Repeat exactly, and only, the lines below starting at the line that contains "#[from(ConfigError)]" and ending at the line that contains "pub fn new(kind: FabulaErrorKind)", inclusive of both.

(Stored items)
□ □ □ □ □ □ □
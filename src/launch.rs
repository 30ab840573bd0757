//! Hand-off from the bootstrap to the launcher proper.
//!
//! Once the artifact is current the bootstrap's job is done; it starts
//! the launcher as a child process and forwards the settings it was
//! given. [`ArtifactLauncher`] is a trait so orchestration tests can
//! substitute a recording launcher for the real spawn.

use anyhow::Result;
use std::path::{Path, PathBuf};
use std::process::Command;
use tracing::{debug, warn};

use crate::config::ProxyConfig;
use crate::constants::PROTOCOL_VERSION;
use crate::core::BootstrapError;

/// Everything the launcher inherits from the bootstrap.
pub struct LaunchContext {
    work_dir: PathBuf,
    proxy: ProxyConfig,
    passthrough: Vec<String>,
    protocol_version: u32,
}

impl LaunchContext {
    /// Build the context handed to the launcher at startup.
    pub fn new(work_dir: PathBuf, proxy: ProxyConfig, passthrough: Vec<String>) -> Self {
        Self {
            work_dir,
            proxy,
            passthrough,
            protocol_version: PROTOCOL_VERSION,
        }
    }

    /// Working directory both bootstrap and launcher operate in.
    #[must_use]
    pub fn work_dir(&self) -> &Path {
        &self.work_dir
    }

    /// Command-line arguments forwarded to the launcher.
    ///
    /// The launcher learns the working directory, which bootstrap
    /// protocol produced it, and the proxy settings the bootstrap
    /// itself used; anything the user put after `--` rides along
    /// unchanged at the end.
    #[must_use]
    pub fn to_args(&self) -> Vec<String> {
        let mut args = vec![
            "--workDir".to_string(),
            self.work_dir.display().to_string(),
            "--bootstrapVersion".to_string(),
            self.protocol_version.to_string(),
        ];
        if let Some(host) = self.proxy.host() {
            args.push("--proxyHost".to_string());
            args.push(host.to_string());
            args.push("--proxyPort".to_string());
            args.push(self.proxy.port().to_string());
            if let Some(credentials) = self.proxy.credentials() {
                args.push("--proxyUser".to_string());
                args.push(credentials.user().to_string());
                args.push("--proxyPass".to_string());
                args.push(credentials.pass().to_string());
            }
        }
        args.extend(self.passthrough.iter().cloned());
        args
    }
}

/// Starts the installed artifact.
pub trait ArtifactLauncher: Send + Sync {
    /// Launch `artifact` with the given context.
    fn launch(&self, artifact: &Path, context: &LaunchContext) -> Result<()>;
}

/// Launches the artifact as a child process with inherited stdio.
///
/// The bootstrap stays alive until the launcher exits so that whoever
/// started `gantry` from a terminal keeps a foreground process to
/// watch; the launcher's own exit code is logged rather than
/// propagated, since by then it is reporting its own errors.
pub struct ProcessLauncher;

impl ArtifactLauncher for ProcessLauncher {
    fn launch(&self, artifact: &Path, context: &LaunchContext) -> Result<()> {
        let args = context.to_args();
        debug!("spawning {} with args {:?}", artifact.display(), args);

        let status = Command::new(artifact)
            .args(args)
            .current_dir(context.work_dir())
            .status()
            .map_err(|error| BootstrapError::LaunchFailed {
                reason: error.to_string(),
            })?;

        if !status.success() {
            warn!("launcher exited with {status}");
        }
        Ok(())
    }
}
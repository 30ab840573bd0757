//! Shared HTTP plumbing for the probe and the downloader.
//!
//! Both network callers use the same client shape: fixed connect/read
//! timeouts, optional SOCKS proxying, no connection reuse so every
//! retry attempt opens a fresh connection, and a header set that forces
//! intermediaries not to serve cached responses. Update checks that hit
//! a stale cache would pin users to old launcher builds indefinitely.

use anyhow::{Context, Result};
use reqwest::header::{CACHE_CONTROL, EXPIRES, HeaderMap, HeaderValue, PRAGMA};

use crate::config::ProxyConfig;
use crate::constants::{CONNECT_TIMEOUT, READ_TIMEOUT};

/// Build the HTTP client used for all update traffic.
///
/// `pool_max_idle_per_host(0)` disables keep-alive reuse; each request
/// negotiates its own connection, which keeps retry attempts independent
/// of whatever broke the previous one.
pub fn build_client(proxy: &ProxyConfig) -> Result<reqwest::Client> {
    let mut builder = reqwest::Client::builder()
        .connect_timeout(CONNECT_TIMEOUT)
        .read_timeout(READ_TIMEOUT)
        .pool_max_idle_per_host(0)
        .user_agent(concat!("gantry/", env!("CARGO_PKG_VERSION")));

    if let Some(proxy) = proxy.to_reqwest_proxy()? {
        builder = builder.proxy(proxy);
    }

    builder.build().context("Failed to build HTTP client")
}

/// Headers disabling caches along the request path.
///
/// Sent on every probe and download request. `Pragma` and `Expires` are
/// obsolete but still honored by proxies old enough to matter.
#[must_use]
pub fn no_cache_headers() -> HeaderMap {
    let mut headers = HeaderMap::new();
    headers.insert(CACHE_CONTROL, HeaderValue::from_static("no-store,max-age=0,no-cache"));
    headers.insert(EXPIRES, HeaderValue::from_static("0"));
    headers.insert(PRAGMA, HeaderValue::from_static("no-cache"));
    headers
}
□ □ □ □ □ □ □
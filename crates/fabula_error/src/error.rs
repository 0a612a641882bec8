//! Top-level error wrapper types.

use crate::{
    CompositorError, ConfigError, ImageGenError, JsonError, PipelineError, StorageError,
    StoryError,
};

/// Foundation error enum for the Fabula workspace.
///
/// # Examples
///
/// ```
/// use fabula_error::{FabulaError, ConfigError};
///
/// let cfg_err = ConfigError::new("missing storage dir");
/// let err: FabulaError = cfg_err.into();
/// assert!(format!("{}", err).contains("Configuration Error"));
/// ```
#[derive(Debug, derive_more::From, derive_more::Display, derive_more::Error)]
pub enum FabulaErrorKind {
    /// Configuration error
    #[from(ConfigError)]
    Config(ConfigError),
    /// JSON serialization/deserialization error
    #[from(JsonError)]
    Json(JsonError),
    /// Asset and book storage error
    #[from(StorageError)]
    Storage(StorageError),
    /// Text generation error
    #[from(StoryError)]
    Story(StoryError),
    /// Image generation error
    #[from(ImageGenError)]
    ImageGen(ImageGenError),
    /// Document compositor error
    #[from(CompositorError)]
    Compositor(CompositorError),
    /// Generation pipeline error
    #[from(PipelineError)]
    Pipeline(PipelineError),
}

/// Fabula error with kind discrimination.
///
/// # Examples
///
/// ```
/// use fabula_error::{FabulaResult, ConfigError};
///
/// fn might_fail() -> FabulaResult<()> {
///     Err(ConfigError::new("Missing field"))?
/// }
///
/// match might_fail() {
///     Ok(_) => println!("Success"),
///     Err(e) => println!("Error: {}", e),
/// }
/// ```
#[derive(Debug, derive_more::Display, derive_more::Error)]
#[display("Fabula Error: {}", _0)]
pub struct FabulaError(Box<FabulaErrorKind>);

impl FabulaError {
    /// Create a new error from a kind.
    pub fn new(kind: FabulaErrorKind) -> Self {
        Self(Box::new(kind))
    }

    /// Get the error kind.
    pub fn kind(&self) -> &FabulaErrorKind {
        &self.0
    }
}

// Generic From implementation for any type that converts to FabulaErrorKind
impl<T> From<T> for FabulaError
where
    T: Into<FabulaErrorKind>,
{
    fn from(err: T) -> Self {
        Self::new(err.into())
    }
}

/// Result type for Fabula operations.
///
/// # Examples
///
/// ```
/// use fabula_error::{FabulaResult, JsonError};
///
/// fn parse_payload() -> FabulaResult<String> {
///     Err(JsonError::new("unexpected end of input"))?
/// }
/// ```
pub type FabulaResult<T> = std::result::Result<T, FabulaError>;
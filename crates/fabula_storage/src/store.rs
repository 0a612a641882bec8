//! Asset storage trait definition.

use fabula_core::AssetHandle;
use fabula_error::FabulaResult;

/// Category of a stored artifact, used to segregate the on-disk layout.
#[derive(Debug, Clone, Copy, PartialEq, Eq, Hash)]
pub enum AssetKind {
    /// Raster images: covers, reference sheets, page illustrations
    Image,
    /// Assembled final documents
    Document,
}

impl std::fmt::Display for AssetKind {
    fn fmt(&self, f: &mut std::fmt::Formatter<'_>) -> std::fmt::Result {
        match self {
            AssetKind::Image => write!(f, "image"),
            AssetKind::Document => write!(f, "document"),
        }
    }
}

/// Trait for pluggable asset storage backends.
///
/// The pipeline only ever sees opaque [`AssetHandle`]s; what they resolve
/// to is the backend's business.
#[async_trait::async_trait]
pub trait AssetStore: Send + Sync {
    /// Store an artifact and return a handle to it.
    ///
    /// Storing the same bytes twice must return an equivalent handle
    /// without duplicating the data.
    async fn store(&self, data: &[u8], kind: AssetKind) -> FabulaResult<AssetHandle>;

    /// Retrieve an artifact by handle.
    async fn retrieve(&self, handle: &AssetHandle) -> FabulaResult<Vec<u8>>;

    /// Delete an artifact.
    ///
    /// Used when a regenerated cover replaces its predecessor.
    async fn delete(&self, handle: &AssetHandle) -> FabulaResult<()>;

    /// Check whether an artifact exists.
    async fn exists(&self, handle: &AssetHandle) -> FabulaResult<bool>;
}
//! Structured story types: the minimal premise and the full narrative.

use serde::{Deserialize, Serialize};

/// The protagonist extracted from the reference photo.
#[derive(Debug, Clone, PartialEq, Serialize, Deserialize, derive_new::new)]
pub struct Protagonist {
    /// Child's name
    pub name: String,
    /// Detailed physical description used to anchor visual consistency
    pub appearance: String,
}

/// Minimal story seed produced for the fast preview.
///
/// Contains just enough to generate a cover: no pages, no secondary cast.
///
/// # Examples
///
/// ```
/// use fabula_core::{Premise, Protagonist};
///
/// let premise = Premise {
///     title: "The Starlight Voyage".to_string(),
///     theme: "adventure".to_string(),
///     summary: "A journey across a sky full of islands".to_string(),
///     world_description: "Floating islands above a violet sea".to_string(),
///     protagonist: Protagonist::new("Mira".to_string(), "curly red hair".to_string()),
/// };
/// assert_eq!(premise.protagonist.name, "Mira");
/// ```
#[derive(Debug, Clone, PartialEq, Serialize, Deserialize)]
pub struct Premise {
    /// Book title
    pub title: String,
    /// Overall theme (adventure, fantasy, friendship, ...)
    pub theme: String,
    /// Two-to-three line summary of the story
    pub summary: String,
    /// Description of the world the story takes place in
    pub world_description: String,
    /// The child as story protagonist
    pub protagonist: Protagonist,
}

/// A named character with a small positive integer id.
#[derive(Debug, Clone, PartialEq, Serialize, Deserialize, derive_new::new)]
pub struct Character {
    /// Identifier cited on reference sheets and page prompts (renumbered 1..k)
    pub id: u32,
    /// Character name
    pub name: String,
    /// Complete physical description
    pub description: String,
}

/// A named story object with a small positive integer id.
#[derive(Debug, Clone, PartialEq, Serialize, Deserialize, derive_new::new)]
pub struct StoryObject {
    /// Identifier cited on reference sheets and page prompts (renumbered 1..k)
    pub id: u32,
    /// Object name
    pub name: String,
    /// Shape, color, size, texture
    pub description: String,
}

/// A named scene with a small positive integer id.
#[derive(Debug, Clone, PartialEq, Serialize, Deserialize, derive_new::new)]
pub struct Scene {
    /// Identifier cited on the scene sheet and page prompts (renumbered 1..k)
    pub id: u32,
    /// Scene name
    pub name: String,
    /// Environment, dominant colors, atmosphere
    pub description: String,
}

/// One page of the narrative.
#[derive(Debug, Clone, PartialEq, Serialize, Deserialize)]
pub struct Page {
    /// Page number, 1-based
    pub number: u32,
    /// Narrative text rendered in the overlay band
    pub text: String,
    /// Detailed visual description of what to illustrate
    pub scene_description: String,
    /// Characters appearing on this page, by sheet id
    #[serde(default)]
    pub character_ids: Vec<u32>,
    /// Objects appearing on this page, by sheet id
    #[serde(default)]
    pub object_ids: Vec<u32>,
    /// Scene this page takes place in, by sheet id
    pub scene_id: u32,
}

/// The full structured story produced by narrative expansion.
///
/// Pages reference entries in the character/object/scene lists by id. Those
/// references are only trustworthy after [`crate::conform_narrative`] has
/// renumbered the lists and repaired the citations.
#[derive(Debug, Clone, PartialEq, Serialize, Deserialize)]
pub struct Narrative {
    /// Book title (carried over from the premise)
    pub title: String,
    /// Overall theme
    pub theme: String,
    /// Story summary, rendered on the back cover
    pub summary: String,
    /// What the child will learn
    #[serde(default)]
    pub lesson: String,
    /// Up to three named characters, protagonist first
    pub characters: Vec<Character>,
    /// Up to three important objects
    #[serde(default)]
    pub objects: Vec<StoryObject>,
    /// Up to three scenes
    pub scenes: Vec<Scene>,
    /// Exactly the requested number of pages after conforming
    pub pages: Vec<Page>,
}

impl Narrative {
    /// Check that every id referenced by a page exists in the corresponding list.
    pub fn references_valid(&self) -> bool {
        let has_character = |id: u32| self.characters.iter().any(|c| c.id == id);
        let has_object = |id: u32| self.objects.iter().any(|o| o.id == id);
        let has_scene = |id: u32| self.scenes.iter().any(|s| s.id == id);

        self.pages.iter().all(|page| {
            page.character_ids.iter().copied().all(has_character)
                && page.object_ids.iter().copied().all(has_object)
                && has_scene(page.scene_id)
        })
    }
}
□ □ □ □ □ □ □
FINISHED TASK:
    #[from(ConfigError)]
    Config(ConfigError),
    /// JSON serialization/deserialization error
    #[from(JsonError)]
    Json(JsonError),
    /// Asset and book storage error
    #[from(StorageError)]
    Storage(StorageError),
    /// Text generation error
    #[from(StoryError)]
    Story(StoryError),
    /// Image generation error
    #[from(ImageGenError)]
    ImageGen(ImageGenError),
    /// Document compositor error
    #[from(CompositorError)]
    Compositor(CompositorError),
    /// Generation pipeline error
    #[from(PipelineError)]
    Pipeline(PipelineError),
}

/// Fabula error with kind discrimination.
///
/// # Examples
///
/// ```
/// use fabula_error::{FabulaResult, ConfigError};
///
/// fn might_fail() -> FabulaResult<()> {
///     Err(ConfigError::new("Missing field"))?
/// }
///
/// match might_fail() {
///     Ok(_) => println!("Success"),
///     Err(e) => println!("Error: {}", e),
/// }
/// ```
#[derive(Debug, derive_more::Display, derive_more::Error)]
#[display("Fabula Error: {}", _0)]
pub struct FabulaError(Box<FabulaErrorKind>);

impl FabulaError {
    /// Create a new error from a kind.
    pub fn new(kind: FabulaErrorKind) -> Self {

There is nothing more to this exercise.